If you’ve ever looked at your traffic numbers and wondered why they don’t translate into revenue the way they should, the answer is usually somewhere in your search and browse experience.

Shoppers are landing. They’re looking. They’re just not finding.

This guide covers the two connected problems behind that — findability and discoverability — and the practical steps you can take to fix both without touching your prices, your checkout, or your ad spend.

First: what’s the difference between findability and discoverability?

They sound like the same thing. They’re not — and the distinction matters because the fixes are different.

Findability is about shoppers who know what they want. They type it into your search bar and expect results. The problem is whether your store can understand what they typed — even with a typo, a synonym, or a regional word you don’t use in your catalogue.

Discoverability is about shoppers who are exploring. They’ve found something close — a jacket that’s almost right, a shoe in the wrong colour — and now they need to be shown alternatives. They’re open to buying. The question is whether your store keeps them moving or lets them hit a dead end.

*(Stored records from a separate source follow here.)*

//! # Money Module
//!
//! Provides the `Money` type for handling monetary values safely.
//!
//! ## Why Integer Money?
//! ```text
//! ┌─────────────────────────────────────────────────────────────────────────┐
//! │  THE FLOATING POINT PROBLEM                                             │
//! │                                                                         │
//! │  In floating point:                                                     │
//! │    0.1 + 0.2 = 0.30000000000000004  ❌ WRONG!                           │
//! │                                                                         │
//! │  Credit balances are folded from hundreds of signed entries; any       │
//! │  rounding drift compounds. OUR SOLUTION: integer cents.                 │
//! │    KES 100.00 = 10000 cents, always exact                              │
//! │                                                                         │
//! └─────────────────────────────────────────────────────────────────────────┘
//! ```
//!
//! ## Usage
//! ```rust
//! use hamu_core::money::Money;
//!
//! // Create from cents (preferred)
//! let price = Money::from_cents(10000); // KES 100.00
//!
//! // Arithmetic operations
//! let line = price * 3;                        // KES 300.00
//! let total = line + Money::from_cents(500);   // KES 305.00
//! ```

use serde::{Deserialize, Serialize};
use std::fmt;
use std::ops::{Add, AddAssign, Mul, Sub, SubAssign};

// =============================================================================
// Money Type
// =============================================================================

/// A monetary value in the smallest currency unit (cents).
///
/// ## Design Decisions
/// - **i64 (signed)**: Credit entries carry negative amounts when a
///   customer consumes their balance
/// - **Single field tuple struct**: Zero-cost abstraction over i64
/// - **Derives**: Full serde support for JSON serialization
///
/// Every cost, price, repayment and synthetic credit adjustment in the
/// system flows through this type.
#[derive(Debug, Clone, Copy, PartialEq, Eq, PartialOrd, Ord, Hash, Serialize, Deserialize)]
pub struct Money(i64);

impl Money {
    /// Creates a Money value from cents (the smallest currency unit).
    #[inline]
    pub const fn from_cents(cents: i64) -> Self {
        Money(cents)
    }

    /// Returns the value in cents.
    #[inline]
    pub const fn cents(&self) -> i64 {
        self.0
    }

    /// Returns the major unit (shillings) portion.
    #[inline]
    pub const fn major(&self) -> i64 {
        self.0 / 100
    }

    /// Returns the minor unit (cents) portion (always 0-99).
    #[inline]
    pub const fn minor(&self) -> i64 {
        (self.0 % 100).abs()
    }

    /// Zero money value.
    #[inline]
    pub const fn zero() -> Self {
        Money(0)
    }

    /// Checks if the value is zero.
    #[inline]
    pub const fn is_zero(&self) -> bool {
        self.0 == 0
    }

    /// Checks if the value is positive (greater than zero).
    #[inline]
    pub const fn is_positive(&self) -> bool {
        self.0 > 0
    }

    /// Checks if the value is negative (less than zero).
    #[inline]
    pub const fn is_negative(&self) -> bool {
        self.0 < 0
    }

    /// Returns the absolute value.
    #[inline]
    pub const fn abs(&self) -> Self {
        Money(self.0.abs())
    }

    /// Clamps negative values to zero.
    ///
    /// Used for the outstanding-debt figure, which by contract is
    /// non-negative: `outstanding = max(0, owed - repaid)`.
    #[inline]
    pub const fn clamp_non_negative(&self) -> Self {
        if self.0 < 0 {
            Money(0)
        } else {
            *self
        }
    }

    /// Multiplies money by a quantity.
    ///
    /// ## Example
    /// ```rust
    /// use hamu_core::money::Money;
    ///
    /// let unit_price = Money::from_cents(5000); // KES 50.00
    /// let line_total = unit_price.multiply_quantity(3);
    /// assert_eq!(line_total.cents(), 15000); // KES 150.00
    /// ```
    #[inline]
    pub const fn multiply_quantity(&self, qty: i64) -> Self {
        Money(self.0 * qty)
    }
}

// =============================================================================
// Trait Implementations
// =============================================================================

/// Display implementation shows money in a human-readable format.
///
/// ## Note
/// This is for logs and debugging. Presentation formatting belongs to
/// the excluded serialization layer.
impl fmt::Display for Money {
    fn fmt(&self, f: &mut fmt::Formatter<'_>) -> fmt::Result {
        let sign = if self.0 < 0 { "-" } else { "" };
        write!(f, "{}KES {}.{:02}", sign, self.major().abs(), self.minor())
    }
}

/// Default money is zero.
impl Default for Money {
    fn default() -> Self {
        Money::zero()
    }
}

impl Add for Money {
    type Output = Self;

    #[inline]
    fn add(self, other: Self) -> Self {
        Money(self.0 + other.0)
    }
}

impl AddAssign for Money {
    #[inline]
    fn add_assign(&mut self, other: Self) {
        self.0 += other.0;
    }
}

impl Sub for Money {
    type Output = Self;

    #[inline]
    fn sub(self, other: Self) -> Self {
        Money(self.0 - other.0)
    }
}

impl SubAssign for Money {
    #[inline]
    fn sub_assign(&mut self, other: Self) {
        self.0 -= other.0;
    }
}

/// Multiplication by i64 (for quantity calculations).
impl Mul<i64> for Money {
    type Output = Self;

    #[inline]
    fn mul(self, qty: i64) -> Self {
        Money(self.0 * qty)
    }
}

/// Summation over credit-ledger folds.
impl std::iter::Sum for Money {
    fn sum<I: Iterator<Item = Money>>(iter: I) -> Self {
        iter.fold(Money::zero(), |acc, m| acc + m)
    }
}

// =============================================================================
// Unit Tests
// =============================================================================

Both are conversion problems. Both happen before checkout. And 68% of shoppers report being unhappy with on-site search — most of them don’t give it a second try.

How to improve eCommerce findability

1. Fix your spelling and typo handling

This is the most mechanical problem and the most immediate to fix. Roughly 30% of eCommerce search queries contain a spelling error or typo. On a default platform search engine, a significant portion of those return zero results — not because the product doesn’t exist, but because the system can’t recognise what the shopper meant.

The solution is spell correction: the engine interprets “treiners” as “trainers”, returns the right results, and the shopper never notices the correction happened. No dead end, no frustrated bounce, no lost sale.

Start here: take your 20 most common search terms and deliberately mistype them in your own search bar. You’ll almost certainly find failures you didn’t know existed. For a full breakdown of what zero-result pages cost your store, read this article.

2. Build out your synonym coverage

Different shoppers use entirely different words for the same product. A UK shopper types “lead”, a US shopper types “cable”. Someone looking for a waterproof jacket might type “cagoule”, “rain mac”, “windbreaker”, or “anorak” — all describing the same thing, all potentially returning zero results on a catalogue that uses none of those terms.

For international stores, this problem multiplies across regional vocabulary, dialect differences, and translated terms.

The fix is synonym mapping — a layer that understands which terms belong to the same result set and handles the translation invisibly. When it’s working, there’s no wrong word. Every term a shopper uses leads somewhere useful.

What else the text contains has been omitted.